After: ESP32 polls backend every 5 minutes, backend serves pre-signed payload. Admin must sign offline when entries change.
For routine operations (add/remove member, schedule changes), the admin signs a new allow-list whenever they make changes — probably a few times per week. This is acceptable for a hackerspace.
Wiegand protocol¶
The CONLAN M1200 sends keypad input over Wiegand. The WiegandDecoder needs to handle:
- Card mode: 26-bit or 34-bit frames (existing)
- PIN mode: 4-bit frames per keypress, assembled into <key_id>#<code>#, terminated by second # key
Allow-List Header Changes¶
The header gains a totp_count field using 2 bytes from the reserved block:
| Offset | Size | Field | Description |
|---|---|---|---|
| 32 | 1 | default_grace_minutes | (unchanged) |
| 33 | 1 | key_id | Sub-key ID that signed this payload |
| 34 | 2 | totp_count | uint16 number of TotpEntry records |
| 36 | 4 | reserved | Must be zero |
ESP32 NVS Layout (updated)¶
| Key | Size | Description |
|---|---|---|
master_pubkey |
32 B | Ed25519 master public key |
TOTP secrets are no longer in NVS — they are part of the signed allow-list payload. This means:
- Secrets are cryptographically bound to the allow-list (can't be tampered independently)
- Secret rotation happens via a new signed allow-list (same workflow as NFC changes)
- No separate provisioning step for TOTP secrets
The ESP32 tracks per-user last-accepted TOTP step and HOTP used bitmap in RAM. The HOTP bitmap is synced to the backend via events so the next allow-list reflects consumed codes.
CLI Tool (updated)¶
# Generate TOTP secret and QR code for a user
openlatch-keytool generate-totp --key-id 42 --out user42.secret --qr user42-qr.png
# Generate and print 8 HOTP backup codes for a user
openlatch-keytool generate-hotp --secret user42.secret --codes 8 --print backup-codes-42.txt
# Sign an allow-list offline
openlatch-keytool sign \
--key subkey.key \
--cert subkey.cert \
--in unsigned.bin \
--out signed.bin
Backend Changes¶
Removed¶
signing_keystable (no signing keys on backend)POST/GET/DELETE /api/v1/admin/signing-keysendpointsOPENLATCH_KEY_ENCRYPTION_KEYenv var
Added¶
GET /api/v1/admin/allowlist/unsigned— returns unsigned binary payload for offline signingPUT /api/v1/admin/allowlist/signed— accepts signed binary payload from admin; backend verifies signature using master public key (defense-in-depth)totp_entriestable: key_id, role, access_type, totp_secret (encrypted at rest), hotp_used, valid_from, valid_until
Changed¶
GET /api/v1/device/allowlist— serves the pre-signed payload as-is (no signing step)- Backend needs PyNaCl at runtime only for upload verification (master public key), not for signing
Consequences¶
- No signing key on any server. Backend compromise cannot forge allow-lists.
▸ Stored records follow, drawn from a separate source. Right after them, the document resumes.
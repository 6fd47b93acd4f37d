//! Page math and sort orders for list endpoints

use serde::Deserialize;
use utoipa::ToSchema;

pub const MAX_PER_PAGE: i64 = 100;
/// Highest page whose offset still fits in an `i64`
pub const MAX_PAGE: i64 = i64::MAX / MAX_PER_PAGE;

/// A resolved, clamped page window
#[derive(Debug, Clone, Copy, PartialEq, Eq)]
pub struct PageRequest {
    pub page: i64,
    pub per_page: i64,
}

impl PageRequest {
    /// Pages are 1-based; out-of-range values are clamped instead of rejected.
    pub fn new(page: Option<i64>, per_page: Option<i64>, default_per_page: i64) -> Self {
        Self {
            page: page.unwrap_or(1).clamp(1, MAX_PAGE),
            per_page: per_page.unwrap_or(default_per_page).clamp(1, MAX_PER_PAGE),
        }
    }

    pub fn offset(&self) -> i64 {
        self.page.saturating_sub(1).saturating_mul(self.per_page)
    }

    pub fn limit(&self) -> i64 {
        self.per_page
    }

    pub fn total_pages(&self, total: i64) -> i64 {
        if total <= 0 {
            0
        } else {
            (total + self.per_page - 1) / self.per_page
        }
    }
}

/// Chronological ordering used by the admin queues
#[derive(Debug, Clone, Copy, Default, PartialEq, Eq, Deserialize, ToSchema)]
#[serde(rename_all = "lowercase")]
pub enum DateOrder {
    Oldest,
    #[default]
    Recent,
}

impl DateOrder {
    pub fn as_sql(&self) -> &'static str {
        match self {
            DateOrder::Oldest => "ASC",
            DateOrder::Recent => "DESC",
        }
    }
}

/// Catalog sort orders
#[derive(Debug, Clone, Copy, Default, PartialEq, Eq, Deserialize, ToSchema)]
pub enum BookSort {
    #[default]
    #[serde(rename = "title")]
    Title,
    #[serde(rename = "-title")]
    TitleDesc,
    #[serde(rename = "rating")]
    Rating,
    #[serde(rename = "-rating")]
    RatingDesc,
    #[serde(rename = "newest")]
    Newest,
    #[serde(rename = "oldest")]
    Oldest,
}

impl BookSort {
    /// ORDER BY clause; the id tiebreaker keeps pages stable
    pub fn as_sql(&self) -> &'static str {
        match self {
            BookSort::Title => "LOWER(title) ASC, id ASC",
            BookSort::TitleDesc => "LOWER(title) DESC, id ASC",
            BookSort::Rating => "rating ASC, LOWER(title) ASC, id ASC",
            BookSort::RatingDesc => "rating DESC, LOWER(title) ASC, id ASC",
            BookSort::Newest => "created_at DESC, id ASC",
            BookSort::Oldest => "created_at ASC, id ASC",
        }
    }
}

/// Escape LIKE metacharacters and wrap for a substring match
pub fn like_pattern(term: &str) -> String {
    let escaped = term
        .trim()
        .to_lowercase()
        .replace('\\', "\\\\")
        .replace('%', "\\%")
        .replace('_', "\\_");
    format!("%{}%", escaped)
}

#[cfg(test)]
mod tests {
    use super::*;

    #[test]
    fn test_defaults_and_clamping() {
        let page = PageRequest::new(None, None, 7);
        assert_eq!(page, PageRequest { page: 1, per_page: 7 });

        let page = PageRequest::new(Some(0), Some(10_000), 7);
        assert_eq!(page.page, 1);
        assert_eq!(page.per_page, MAX_PER_PAGE);

        let page = PageRequest::new(Some(-3), Some(0), 7);
        assert_eq!(page, PageRequest { page: 1, per_page: 1 });
    }

    #[test]
    fn test_huge_page_does_not_overflow() {
        let page = PageRequest::new(Some(i64::MAX), Some(100), 7);
        assert_eq!(page.page, MAX_PAGE);
        assert!(page.offset() >= 0);
        assert!(page.offset() <= i64::MAX - page.per_page);

        let page = PageRequest::new(Some(i64::MAX), Some(1), 7);
        assert!(page.offset() >= 0);
    }

    #[test]
    fn test_offset_and_total_pages() {
        let page = PageRequest::new(Some(3), Some(7), 7);
        assert_eq!(page.offset(), 14);
        assert_eq!(page.limit(), 7);

        assert_eq!(page.total_pages(0), 0);
        assert_eq!(page.total_pages(7), 1);
        assert_eq!(page.total_pages(8), 2);
        assert_eq!(page.total_pages(21), 3);
    }

    #[test]
    fn test_like_pattern_escapes_wildcards() {
        assert_eq!(like_pattern("  Dune "), "%dune%");
        assert_eq!(like_pattern("100%_sure"), "%100\\%\\_sure%");
    }

    #[test]
    fn test_sort_parsing() {
        let sort: BookSort = serde_json::from_str("\"-rating\"").unwrap();
        assert_eq!(sort, BookSort::RatingDesc);
        let order: DateOrder = serde_json::from_str("\"oldest\"").unwrap();
        assert_eq!(order.as_sql(), "ASC");
        assert_eq!(DateOrder::default(), DateOrder::Recent);
    }
}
- Per-user TOTP with schedule enforcement. Same access rules as NFC cards.
- Key-ID prefix eliminates brute-force amplification. Only one user's codes checked per attempt.
- Role bitfield enables guarantor-mediated access. Trusted members can authorize entry remotely.
- Real-time approval doesn't need allow-list changes. Guarantor TOTP codes are verified locally.
- Admin workflow adds one step. Signing offline after modifying the member list.
- Burst polling removed. Simpler ESP32 code, less network/radio usage.
- Keypad input adds ~50 lines to Wiegand decoder (PIN mode handling).
- TOTP/HOTP adds ~150 lines to firmware (verification + rate limiting + per-user lookup).
- Allow-list grows by 40 bytes per TOTP user. 50 TOTP users = +2,000 bytes.
- 8 indexed HOTP backup codes per user, tracked with 1-byte bitmap. Any-order usage.
- Escalating lockout (5 min → 10 min → 20 min) for repeated keypad failures.
- ESP32 needs accurate time for TOTP — already required for scheduling.